Nuclear disarmament was the primary focus for her, a Sister of Charity of the Blessed Virgin Mary like Farry. But that didn’t keep Gourlay from an array of issues. Though not her focus, she still showed support for other causes by marching and protesting the Gulf War, immigration issues and gun violence, and even going on a peace mission to the Soviet Union. She also participated in demonstrations regarding U.S. policies in Latin America that sometimes led to detainment — the first time she “crossed the line,” she said, referring to her arrests. These days, she’s writing elected officials, signing petitions, praying and keeping tabs on several issues of interest.
Picking an issue to focus on, said Sr. Maryellen Kane, executive director the U.S. Federation of the Sisters of St. Joseph, isn’t a decision so much as a response to the obvious. “They look for you; you don’t look for them. … The circumstance of your life determines how and when you respond.”
Previously a labor organizer and now a community organizer, Kane said that effecting change boils down to building relationships, as activism is “more about relationships than a particular issue.” Once relationships and the organization are in place, “you can go from issue to issue to issue,” responding to whatever is immediately affecting the community, she said.

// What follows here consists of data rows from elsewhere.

use crate::state::{MaterialId, PotentialType};

/// Planner constants and tunable parameters.
///
/// Fixed ids and milestone costs that the calculators apply on top of the
/// cost tables. Loaded from `config.toml`; every field falls back to the
/// default when omitted.
#[derive(Clone, Copy, Debug, PartialEq, Eq)]
#[cfg_attr(feature = "serde", derive(serde::Serialize, serde::Deserialize))]
#[cfg_attr(feature = "serde", serde(default))]
pub struct PlannerConfig {
    /// Material id of the in-game currency (credits).
    pub currency_id: MaterialId,
    /// Workbook material ids, indexed by [`PotentialType::workbook_index`].
    pub workbook_ids: [MaterialId; 3],
    /// Rare material consumed once when a non-Ex skill crosses the milestone level.
    pub skill_special_material_id: MaterialId,
    /// Skill level whose upgrade carries the one-time milestone cost.
    pub skill_milestone_level: u32,
    /// Currency charged once at the skill milestone, independent of the tables.
    pub skill_milestone_credits: u64,
}

impl PlannerConfig {
    // ===== compile-time constants =====
    /// Potential levels are priced in blocks of this many levels.
    pub const POTENTIAL_BLOCK_SIZE: u32 = 5;

    // ===== runtime-tunable defaults =====
    pub const DEFAULT_CURRENCY_ID: MaterialId = MaterialId(5);
    pub const DEFAULT_WORKBOOK_IDS: [MaterialId; 3] =
        [MaterialId(2000), MaterialId(2001), MaterialId(2002)];
    pub const DEFAULT_SKILL_SPECIAL_MATERIAL_ID: MaterialId = MaterialId(9999);
    pub const DEFAULT_SKILL_MILESTONE_LEVEL: u32 = 9;
    pub const DEFAULT_SKILL_MILESTONE_CREDITS: u64 = 4_000_000;

    pub const fn new() -> Self {
        Self {
            currency_id: Self::DEFAULT_CURRENCY_ID,
            workbook_ids: Self::DEFAULT_WORKBOOK_IDS,
            skill_special_material_id: Self::DEFAULT_SKILL_SPECIAL_MATERIAL_ID,
            skill_milestone_level: Self::DEFAULT_SKILL_MILESTONE_LEVEL,
            skill_milestone_credits: Self::DEFAULT_SKILL_MILESTONE_CREDITS,
        }
    }

    pub const fn with_currency_id(mut self, currency_id: MaterialId) -> Self {
        self.currency_id = currency_id;
        self
    }

    /// Returns the workbook consumed by the given potential type.
    pub const fn workbook_id(&self, potential: PotentialType) -> MaterialId {
        self.workbook_ids[potential.workbook_index()]
    }

    /// Returns true if `material` is the currency.
    pub fn is_currency(&self, material: MaterialId) -> bool {
        material == self.currency_id
    }
}

impl Default for PlannerConfig {
    fn default() -> Self {
        Self::new()
    }
}
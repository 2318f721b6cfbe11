//! In-memory RosterRepository implementation for tests and local runs.

use std::sync::RwLock;

use planner_core::Roster;

use super::{RepositoryError, Result, RosterRepository};

#[derive(Debug, Default)]
pub struct InMemoryRosterRepo {
    roster: RwLock<Roster>,
}

impl InMemoryRosterRepo {
    pub fn new() -> Self {
        Self::default()
    }

    pub fn with_roster(roster: Roster) -> Self {
        Self {
            roster: RwLock::new(roster),
        }
    }
}

impl RosterRepository for InMemoryRosterRepo {
    fn load(&self) -> Result<Roster> {
        let roster = self
            .roster
            .read()
            .map_err(|_| RepositoryError::LockPoisoned)?;
        Ok(roster.clone())
    }

    fn save(&self, roster: &Roster) -> Result<()> {
        let mut stored = self
            .roster
            .write()
            .map_err(|_| RepositoryError::LockPoisoned)?;
        stored.clone_from(roster);
        Ok(())
    }
}

#[cfg(test)]
mod tests {
    use super::*;
    use planner_core::{EntityId, EntityProfile, EntityProgress, RosterEntry};

    #[test]
    fn save_replaces_stored_roster() {
        let repo = InMemoryRosterRepo::new();
        assert!(repo.load().unwrap().is_empty());

        let roster: Roster = [RosterEntry::new(
            EntityProfile::new(EntityId(7), "Mika"),
            EntityProgress::default(),
        )]
        .into_iter()
        .collect();
        repo.save(&roster).unwrap();

        assert_eq!(repo.load().unwrap(), roster);
        repo.save(&Roster::new()).unwrap();
        assert!(repo.load().unwrap().is_empty());
    }
}
//! Roster-wide aggregation and attribution.
//!
//! [`aggregate`] runs every axis calculator over every roster entry, sums the
//! demand per material, records which entity and axis drove it, and compares
//! the totals with owned quantities. Each call rebuilds the whole report from
//! its inputs; nothing is carried over between passes.
mod attribution;

pub use attribution::{Attribution, Contribution, CreditsSummary};

use std::collections::{BTreeMap, BTreeSet};

use crate::env::{CatalogOracle, Env, TablesOracle};
use crate::requirement::{ConsolidatedEntry, consolidate, entity_requirements};
use crate::state::{MaterialId, Roster};

/// Owned versus needed for one material.
#[derive(Clone, Copy, Debug, PartialEq, Eq)]
#[cfg_attr(feature = "serde", derive(serde::Serialize, serde::Deserialize))]
pub struct MaterialBalance {
    pub material: MaterialId,
    pub owned: u64,
    pub needed: u64,
    /// `owned - needed`; negative means a shortage.
    pub remaining: i64,
}

impl MaterialBalance {
    pub fn new(material: MaterialId, owned: u64, needed: u64) -> Self {
        let delta = i128::from(owned) - i128::from(needed);
        let remaining = i64::try_from(delta).unwrap_or(if delta < 0 { i64::MIN } else { i64::MAX });
        Self {
            material,
            owned,
            needed,
            remaining,
        }
    }

    #[inline]
    pub fn is_shortage(&self) -> bool {
        self.remaining < 0
    }
}

/// Result of one aggregation pass.
#[derive(Clone, Debug, Default, PartialEq, Eq)]
#[cfg_attr(feature = "serde", derive(serde::Serialize, serde::Deserialize))]
pub struct AggregateReport {
    /// Total demand per material, ascending by id.
    pub consolidated: Vec<ConsolidatedEntry>,
    /// Every material in the catalog or in demand, ascending by id.
    pub summary: Vec<MaterialBalance>,
    /// Materials with `remaining < 0`, largest deficit first.
    pub shortages: Vec<MaterialBalance>,
    pub attribution: Attribution,
    pub credits: CreditsSummary,
}

impl AggregateReport {
    pub fn balance(&self, material: MaterialId) -> Option<&MaterialBalance> {
        self.summary
            .binary_search_by_key(&material, |balance| balance.material)
            .ok()
            .map(|index| &self.summary[index])
    }

    pub fn needed(&self, material: MaterialId) -> u64 {
        self.balance(material).map_or(0, |balance| balance.needed)
    }
}

/// Aggregates demand over the whole roster.
pub fn aggregate<C, T>(env: &Env<'_, C, T>, roster: &Roster) -> AggregateReport
where
    C: CatalogOracle + ?Sized,
    T: TablesOracle + ?Sized,
{
    let config = env.config();
    let mut requirements = Vec::new();
    let mut attribution = Attribution::new();
    let mut credits = CreditsSummary::default();

    for entry in roster {
        let entity = entry.id();
        for requirement in entity_requirements(env, entry) {
            if config.is_currency(requirement.material) {
                credits.add(entity, requirement.quantity);
            } else {
                attribution.record(requirement.material, entity, requirement.axis, requirement.quantity);
            }
            requirements.push(requirement);
        }
    }

    let consolidated = consolidate(env, &requirements);
    let demand: BTreeMap<MaterialId, u64> = consolidated
        .iter()
        .map(|entry| (entry.id(), entry.total_quantity))
        .collect();

    let catalog_ids = env
        .catalog()
        .map(|catalog| catalog.material_ids())
        .unwrap_or_default();
    let ids: BTreeSet<MaterialId> = catalog_ids.into_iter().chain(demand.keys().copied()).collect();
    let summary: Vec<MaterialBalance> = ids
        .into_iter()
        .map(|id| {
            let needed = demand.get(&id).copied().unwrap_or(0);
            MaterialBalance::new(id, env.owned_quantity(id), needed)
        })
        .collect();

    let mut shortages: Vec<MaterialBalance> = summary
        .iter()
        .filter(|balance| balance.is_shortage())
        .copied()
        .collect();
    shortages.sort_by_key(|balance| balance.remaining);

    tracing::debug!(
        entities = roster.len(),
        materials = summary.len(),
        shortages = shortages.len(),
        "aggregation pass complete"
    );

    AggregateReport {
        consolidated,
        summary,
        shortages,
        attribution,
        credits,
    }
}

Gourlay noted that, because different roles contribute to the “overall picture,” changing roles within a movement is also one way to back off before feeling spent.
Some may be more drawn to public demonstrations that shift public awareness and display solidarity, while others, like Kane, are more compelled to the behind-the-scenes work that works to change systems. In Brooklyn, New York, she was engaged in issues around sanitation, traffic lights, schools and the Nehemiah Housing project, which built 5,000 units of affordable housing in New York City.
“Real change comes through organizing, through the community coming together, dialoging,” she said. “It doesn’t come about by the big march. That brings attention to it and raises your spirit to know you’re not alone, but the actual work is time-consuming and takes a lot more patience.”
It is about being human, and it is enough
Foltz considers engaging in justice issues to be a need for her, a source of “spiritual nutrients” that for other sisters may be found in the Eucharist or quiet prayer. The kind of spirituality that compels sisters to have a framed picture of Jesus, she said, was never one she could relate to; encountering the homeless, however, was “a very deep spiritual experience for me.”
“For someone like myself, living in these impoverished neighborhoods among the marginated of the world, and joining them to speak for their rights and being in the streets, that’s what nourishes my relationship with God.”
Despite no longer considering herself Catholic, Koteles said that the social, spiritual and theological framework that sisters place around this moment and “their duty in this moment” has been orienting for her.
Whether it’s from their formation or daily practices, she believes there’s “something about sisters” that allows them to “situate this moment in a much longer arc and in the question of what it means to be human.”
Drotar sees a lesson in how sisters whose communities are coming to completion look to an uncertain future with more hope than anxiety. The history of sisters — one that responds to the needs and signs of the times — inspires her to think about how she can best apply herself to today’s issues, and how “hope can come from evolution.”
Sisters have taught Koteles that “hope isn’t knowing it’s all going to turn out okay. Hope is showing up anyway,” following through with your life commitments and “trusting that that’s enough.”